(PROBLEM TO WORK ON):
From the entries, filter out every line that lacks "original" and copy the rest.

(Saved data entries)
------

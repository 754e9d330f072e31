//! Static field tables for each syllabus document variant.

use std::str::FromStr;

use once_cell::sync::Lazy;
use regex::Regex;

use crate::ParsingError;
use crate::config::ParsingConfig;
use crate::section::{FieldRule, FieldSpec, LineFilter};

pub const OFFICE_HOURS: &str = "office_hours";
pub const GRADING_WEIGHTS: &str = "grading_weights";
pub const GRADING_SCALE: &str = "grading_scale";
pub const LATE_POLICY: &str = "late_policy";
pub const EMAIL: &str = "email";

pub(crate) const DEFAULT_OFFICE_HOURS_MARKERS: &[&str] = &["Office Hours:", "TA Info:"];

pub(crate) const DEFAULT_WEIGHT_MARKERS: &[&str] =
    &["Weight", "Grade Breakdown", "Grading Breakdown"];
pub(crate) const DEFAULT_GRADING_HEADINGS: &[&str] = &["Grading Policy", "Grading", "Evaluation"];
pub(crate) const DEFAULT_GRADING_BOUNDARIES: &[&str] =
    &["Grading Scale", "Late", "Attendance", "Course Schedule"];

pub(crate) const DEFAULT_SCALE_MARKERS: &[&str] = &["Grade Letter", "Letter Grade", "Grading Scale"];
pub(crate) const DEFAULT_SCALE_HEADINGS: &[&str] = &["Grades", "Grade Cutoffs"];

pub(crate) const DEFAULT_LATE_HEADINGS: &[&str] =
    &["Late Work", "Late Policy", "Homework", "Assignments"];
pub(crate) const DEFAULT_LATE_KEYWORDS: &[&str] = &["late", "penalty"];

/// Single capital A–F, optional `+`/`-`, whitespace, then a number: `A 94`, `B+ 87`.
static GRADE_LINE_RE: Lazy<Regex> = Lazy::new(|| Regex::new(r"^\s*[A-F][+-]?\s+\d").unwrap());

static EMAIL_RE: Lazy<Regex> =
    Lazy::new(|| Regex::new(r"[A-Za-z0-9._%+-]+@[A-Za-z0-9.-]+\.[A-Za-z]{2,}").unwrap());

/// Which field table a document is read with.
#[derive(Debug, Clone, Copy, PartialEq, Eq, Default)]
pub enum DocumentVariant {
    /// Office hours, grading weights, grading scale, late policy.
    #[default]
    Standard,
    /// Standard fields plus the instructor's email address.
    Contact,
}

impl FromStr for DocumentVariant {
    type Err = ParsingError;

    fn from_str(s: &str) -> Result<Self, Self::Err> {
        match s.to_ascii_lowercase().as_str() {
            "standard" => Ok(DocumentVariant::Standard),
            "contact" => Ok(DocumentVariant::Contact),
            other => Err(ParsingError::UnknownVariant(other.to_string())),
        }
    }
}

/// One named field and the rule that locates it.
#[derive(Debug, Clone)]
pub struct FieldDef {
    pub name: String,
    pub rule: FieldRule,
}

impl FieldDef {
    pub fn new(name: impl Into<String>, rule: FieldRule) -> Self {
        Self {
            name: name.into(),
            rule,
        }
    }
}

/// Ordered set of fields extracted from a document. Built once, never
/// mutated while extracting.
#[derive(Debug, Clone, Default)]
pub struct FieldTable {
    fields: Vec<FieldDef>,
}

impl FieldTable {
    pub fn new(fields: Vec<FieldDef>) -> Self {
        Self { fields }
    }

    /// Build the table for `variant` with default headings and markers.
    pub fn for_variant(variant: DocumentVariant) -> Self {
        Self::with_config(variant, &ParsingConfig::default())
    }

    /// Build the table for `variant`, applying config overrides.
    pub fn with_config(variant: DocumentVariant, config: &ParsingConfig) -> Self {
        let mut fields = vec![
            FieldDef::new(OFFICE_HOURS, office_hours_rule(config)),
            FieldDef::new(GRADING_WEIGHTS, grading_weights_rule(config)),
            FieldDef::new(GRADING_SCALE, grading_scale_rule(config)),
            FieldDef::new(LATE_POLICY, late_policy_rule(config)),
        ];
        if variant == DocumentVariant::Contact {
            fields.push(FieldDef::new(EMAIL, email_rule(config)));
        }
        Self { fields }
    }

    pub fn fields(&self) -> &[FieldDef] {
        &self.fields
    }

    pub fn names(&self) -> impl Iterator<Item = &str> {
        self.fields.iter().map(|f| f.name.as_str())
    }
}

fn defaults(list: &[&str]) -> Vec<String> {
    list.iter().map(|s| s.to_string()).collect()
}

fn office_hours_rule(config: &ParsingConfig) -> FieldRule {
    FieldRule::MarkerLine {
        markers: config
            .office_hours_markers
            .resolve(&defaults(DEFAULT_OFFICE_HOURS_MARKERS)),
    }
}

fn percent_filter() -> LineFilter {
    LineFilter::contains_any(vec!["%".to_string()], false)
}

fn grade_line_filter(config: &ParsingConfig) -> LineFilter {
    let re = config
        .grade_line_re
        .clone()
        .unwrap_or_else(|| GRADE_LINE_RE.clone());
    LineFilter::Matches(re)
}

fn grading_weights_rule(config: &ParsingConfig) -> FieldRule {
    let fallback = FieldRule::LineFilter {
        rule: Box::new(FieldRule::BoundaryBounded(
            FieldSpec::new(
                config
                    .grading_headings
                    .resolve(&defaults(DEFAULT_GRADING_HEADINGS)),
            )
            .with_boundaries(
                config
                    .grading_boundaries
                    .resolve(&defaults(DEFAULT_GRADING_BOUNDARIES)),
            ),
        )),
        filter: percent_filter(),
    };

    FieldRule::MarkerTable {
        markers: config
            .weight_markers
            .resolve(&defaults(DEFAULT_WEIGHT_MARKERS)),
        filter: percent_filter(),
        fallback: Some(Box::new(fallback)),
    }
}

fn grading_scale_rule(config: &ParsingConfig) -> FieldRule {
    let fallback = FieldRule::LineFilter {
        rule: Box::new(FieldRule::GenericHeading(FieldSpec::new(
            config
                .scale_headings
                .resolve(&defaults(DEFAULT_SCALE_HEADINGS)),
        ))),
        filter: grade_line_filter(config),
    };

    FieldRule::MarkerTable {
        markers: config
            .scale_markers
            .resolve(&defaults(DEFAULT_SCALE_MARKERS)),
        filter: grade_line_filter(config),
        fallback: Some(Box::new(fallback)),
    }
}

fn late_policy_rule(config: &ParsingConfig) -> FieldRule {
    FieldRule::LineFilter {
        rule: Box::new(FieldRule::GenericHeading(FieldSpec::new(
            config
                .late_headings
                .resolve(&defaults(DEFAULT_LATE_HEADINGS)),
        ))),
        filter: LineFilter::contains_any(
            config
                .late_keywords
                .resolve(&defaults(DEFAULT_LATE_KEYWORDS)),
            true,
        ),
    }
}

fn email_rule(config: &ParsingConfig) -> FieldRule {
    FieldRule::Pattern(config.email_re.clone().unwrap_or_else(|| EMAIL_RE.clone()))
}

------

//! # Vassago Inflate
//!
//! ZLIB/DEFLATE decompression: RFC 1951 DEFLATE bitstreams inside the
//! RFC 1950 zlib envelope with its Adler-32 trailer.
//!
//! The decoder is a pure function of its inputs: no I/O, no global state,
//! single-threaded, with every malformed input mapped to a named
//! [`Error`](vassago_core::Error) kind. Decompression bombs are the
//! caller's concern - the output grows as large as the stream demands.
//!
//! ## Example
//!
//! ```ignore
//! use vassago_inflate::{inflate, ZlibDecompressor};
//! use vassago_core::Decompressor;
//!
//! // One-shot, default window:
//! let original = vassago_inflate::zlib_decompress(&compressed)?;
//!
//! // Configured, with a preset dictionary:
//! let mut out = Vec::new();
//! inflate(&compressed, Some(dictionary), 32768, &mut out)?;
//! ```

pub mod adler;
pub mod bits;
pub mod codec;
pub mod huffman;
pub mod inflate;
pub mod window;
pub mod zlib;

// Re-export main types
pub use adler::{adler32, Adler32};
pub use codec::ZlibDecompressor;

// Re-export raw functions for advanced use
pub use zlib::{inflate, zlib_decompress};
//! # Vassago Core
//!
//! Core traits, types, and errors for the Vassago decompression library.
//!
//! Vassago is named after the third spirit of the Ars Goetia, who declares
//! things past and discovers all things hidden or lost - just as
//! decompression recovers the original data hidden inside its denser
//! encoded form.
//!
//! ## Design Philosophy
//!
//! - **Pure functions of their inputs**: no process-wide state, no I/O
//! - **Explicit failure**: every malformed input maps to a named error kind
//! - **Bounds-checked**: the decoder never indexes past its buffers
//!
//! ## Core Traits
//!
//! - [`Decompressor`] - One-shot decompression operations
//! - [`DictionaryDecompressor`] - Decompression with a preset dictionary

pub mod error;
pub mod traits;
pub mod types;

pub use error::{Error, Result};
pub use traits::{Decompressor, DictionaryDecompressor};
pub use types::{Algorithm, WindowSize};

------

(WORKED SOLUTION):
//! let original = vassago_inflate::zlib_decompress(&compressed)?;
//! decompression recovers the original data hidden inside its denser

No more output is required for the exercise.